• _Exercise aim_
Transcribe only what runs from the line including "InterchangeError::UnsupportedVersion(_)" through the last line of the entries, exactly as it appears.

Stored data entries
━━━━

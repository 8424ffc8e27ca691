use thiserror::Error;

#[derive(Debug, Error)]
pub enum InterchangeError {
    #[error("Unsupported document version: {0}")]
    UnsupportedVersion(String),

    #[error("Invalid document: {0}")]
    InvalidDocument(String),

    #[error("Malformed document: {0}")]
    MalformedJson(#[source] serde_json::Error),

    #[error("Unknown user: {0}")]
    UnknownUser(String),

    #[error("Store error: {0}")]
    Persistence(#[from] anyhow::Error),

    #[error("I/O error: {0}")]
    Io(#[from] std::io::Error),

    #[error("Serialization error: {0}")]
    Serialization(#[source] serde_json::Error),

    #[error("Operation cancelled")]
    Cancelled,
}

impl InterchangeError {
    /// True for errors raised while checking a document, before anything was
    /// written to the store.
    pub fn is_validation(&self) -> bool {
        matches!(
            self,
            InterchangeError::UnsupportedVersion(_)
                | InterchangeError::InvalidDocument(_)
                | InterchangeError::MalformedJson(_)
        )
    }
}

pub type InterchangeResult<T> = Result<T, InterchangeError>;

━━━━

• _Finished task_
            InterchangeError::UnsupportedVersion(_)
                | InterchangeError::InvalidDocument(_)
                | InterchangeError::MalformedJson(_)
        )
    }
}

pub type InterchangeResult<T> = Result<T, InterchangeError>;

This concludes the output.